=== WHAT YOU HAVE TO DO ===
Throughout the records below, find the lines with the string "tracing" and give how many there are, nothing else.

Stored data entries:
►
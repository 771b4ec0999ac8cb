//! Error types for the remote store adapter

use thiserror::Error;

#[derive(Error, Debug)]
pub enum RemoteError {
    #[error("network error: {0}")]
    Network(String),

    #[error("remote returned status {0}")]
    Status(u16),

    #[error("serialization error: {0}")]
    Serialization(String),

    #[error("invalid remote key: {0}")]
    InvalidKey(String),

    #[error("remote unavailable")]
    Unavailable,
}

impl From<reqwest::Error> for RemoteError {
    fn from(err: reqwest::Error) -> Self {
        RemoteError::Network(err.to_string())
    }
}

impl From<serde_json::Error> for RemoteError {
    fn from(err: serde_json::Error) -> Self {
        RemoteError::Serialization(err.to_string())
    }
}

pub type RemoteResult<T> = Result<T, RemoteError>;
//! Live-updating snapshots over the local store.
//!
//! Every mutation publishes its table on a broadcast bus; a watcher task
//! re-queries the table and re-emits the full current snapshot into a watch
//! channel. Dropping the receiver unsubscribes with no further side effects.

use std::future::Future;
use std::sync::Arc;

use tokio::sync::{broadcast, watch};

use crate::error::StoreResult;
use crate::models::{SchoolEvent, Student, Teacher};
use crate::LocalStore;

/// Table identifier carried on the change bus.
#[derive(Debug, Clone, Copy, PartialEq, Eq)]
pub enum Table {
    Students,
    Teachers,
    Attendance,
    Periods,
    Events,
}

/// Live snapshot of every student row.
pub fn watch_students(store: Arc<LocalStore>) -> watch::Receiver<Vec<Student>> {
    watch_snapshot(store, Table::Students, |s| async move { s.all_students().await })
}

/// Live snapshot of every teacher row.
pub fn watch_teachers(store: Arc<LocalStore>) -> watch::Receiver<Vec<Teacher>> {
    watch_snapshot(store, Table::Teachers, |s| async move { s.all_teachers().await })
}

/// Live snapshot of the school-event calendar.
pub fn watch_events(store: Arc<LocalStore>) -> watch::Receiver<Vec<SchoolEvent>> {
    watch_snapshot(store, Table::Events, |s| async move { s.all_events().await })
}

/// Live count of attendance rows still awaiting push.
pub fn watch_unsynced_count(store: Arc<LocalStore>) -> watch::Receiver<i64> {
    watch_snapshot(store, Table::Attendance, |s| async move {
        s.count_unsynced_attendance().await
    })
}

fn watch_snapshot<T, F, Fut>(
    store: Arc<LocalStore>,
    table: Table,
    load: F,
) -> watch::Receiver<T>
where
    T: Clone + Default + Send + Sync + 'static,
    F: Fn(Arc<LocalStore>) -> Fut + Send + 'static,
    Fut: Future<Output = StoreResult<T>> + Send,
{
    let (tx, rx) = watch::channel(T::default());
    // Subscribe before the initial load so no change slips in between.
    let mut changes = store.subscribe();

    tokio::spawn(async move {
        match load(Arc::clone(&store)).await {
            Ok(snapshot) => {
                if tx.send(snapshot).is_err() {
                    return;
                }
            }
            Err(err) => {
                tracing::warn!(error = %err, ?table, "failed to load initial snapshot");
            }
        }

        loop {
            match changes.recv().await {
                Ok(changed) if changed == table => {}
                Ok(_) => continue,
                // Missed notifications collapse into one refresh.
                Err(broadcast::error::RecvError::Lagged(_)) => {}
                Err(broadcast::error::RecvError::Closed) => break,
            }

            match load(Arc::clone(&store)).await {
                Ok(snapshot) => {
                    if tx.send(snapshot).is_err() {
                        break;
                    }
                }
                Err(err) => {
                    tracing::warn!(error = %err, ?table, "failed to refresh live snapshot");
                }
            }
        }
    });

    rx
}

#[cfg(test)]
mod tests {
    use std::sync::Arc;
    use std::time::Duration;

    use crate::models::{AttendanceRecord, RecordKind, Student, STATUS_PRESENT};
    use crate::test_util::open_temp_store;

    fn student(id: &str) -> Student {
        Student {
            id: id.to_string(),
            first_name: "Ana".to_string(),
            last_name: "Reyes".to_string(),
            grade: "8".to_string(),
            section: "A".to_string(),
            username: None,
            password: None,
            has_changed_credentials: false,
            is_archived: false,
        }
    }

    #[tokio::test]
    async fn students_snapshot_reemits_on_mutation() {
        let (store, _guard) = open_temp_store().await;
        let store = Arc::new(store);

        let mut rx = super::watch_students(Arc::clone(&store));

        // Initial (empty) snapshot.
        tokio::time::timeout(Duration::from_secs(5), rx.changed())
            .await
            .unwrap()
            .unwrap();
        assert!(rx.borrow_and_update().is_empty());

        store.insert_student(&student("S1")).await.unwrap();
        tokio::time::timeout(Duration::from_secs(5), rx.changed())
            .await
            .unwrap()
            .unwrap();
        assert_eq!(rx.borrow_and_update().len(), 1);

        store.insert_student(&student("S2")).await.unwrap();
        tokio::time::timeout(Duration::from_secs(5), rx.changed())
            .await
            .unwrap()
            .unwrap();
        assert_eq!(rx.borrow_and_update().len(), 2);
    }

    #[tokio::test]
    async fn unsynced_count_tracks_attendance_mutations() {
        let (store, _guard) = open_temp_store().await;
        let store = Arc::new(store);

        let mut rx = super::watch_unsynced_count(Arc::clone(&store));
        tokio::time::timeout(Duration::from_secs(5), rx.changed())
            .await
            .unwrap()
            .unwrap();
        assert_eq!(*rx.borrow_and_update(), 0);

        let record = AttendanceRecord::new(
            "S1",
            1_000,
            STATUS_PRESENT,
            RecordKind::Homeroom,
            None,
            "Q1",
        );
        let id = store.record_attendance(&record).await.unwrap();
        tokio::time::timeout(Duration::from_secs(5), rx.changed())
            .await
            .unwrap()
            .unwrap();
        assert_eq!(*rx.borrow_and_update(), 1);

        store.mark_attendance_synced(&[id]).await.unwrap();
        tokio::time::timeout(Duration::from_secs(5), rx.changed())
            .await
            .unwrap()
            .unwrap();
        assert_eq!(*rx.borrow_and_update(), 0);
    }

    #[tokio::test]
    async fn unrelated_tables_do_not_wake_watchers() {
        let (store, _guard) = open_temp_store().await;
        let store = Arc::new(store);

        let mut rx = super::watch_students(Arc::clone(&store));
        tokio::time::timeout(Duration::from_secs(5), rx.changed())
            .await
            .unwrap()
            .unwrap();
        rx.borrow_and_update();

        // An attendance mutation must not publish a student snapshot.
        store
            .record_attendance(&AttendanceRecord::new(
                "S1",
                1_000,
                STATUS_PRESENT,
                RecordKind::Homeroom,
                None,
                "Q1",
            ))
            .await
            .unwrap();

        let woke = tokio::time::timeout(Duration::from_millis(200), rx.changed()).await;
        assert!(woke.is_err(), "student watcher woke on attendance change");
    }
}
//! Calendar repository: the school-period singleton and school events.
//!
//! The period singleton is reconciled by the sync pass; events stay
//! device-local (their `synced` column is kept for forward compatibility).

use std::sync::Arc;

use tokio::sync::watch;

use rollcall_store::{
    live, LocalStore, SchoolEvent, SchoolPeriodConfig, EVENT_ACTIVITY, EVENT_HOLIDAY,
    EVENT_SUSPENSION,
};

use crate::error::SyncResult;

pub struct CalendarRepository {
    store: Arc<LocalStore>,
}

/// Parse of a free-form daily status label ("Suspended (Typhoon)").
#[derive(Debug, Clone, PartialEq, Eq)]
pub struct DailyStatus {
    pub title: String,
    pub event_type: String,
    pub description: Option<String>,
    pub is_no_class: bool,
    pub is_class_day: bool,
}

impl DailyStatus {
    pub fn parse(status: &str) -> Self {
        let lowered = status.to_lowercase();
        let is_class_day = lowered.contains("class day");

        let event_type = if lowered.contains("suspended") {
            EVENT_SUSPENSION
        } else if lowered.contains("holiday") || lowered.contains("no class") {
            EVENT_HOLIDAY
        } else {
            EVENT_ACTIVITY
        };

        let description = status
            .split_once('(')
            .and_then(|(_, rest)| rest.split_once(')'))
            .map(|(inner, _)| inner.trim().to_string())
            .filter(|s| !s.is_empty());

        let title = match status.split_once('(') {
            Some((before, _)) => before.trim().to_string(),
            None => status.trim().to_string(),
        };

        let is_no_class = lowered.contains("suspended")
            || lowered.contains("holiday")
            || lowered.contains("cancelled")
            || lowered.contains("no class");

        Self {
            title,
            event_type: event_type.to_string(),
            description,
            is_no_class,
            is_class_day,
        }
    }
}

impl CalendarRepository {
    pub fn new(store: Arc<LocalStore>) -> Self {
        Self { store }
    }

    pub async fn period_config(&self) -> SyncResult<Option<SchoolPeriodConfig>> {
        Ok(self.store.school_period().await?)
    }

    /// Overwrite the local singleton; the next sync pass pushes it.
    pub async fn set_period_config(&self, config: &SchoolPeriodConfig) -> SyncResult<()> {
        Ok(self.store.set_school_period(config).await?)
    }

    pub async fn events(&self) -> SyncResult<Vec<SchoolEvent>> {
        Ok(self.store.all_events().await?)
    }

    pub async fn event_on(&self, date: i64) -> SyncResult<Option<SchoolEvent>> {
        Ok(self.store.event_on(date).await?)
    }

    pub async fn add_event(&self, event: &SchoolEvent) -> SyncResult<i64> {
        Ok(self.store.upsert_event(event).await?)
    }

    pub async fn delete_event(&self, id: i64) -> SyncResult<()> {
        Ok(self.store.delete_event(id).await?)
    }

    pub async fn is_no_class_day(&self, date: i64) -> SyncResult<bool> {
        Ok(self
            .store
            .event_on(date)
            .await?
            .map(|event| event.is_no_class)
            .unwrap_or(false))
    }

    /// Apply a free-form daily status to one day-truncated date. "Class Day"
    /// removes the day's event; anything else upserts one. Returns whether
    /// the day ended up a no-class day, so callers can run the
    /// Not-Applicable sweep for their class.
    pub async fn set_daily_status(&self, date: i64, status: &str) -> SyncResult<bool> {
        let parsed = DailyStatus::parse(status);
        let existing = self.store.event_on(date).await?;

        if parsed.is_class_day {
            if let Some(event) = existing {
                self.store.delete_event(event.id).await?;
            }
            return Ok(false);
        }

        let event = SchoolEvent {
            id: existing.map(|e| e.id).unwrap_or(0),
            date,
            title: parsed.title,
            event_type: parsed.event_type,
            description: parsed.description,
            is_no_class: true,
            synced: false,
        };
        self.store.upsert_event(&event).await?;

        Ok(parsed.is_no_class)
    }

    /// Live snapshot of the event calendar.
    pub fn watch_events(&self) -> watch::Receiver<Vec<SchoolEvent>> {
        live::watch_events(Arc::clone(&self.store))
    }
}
◄
=== WRITTEN SOLUTION ===
2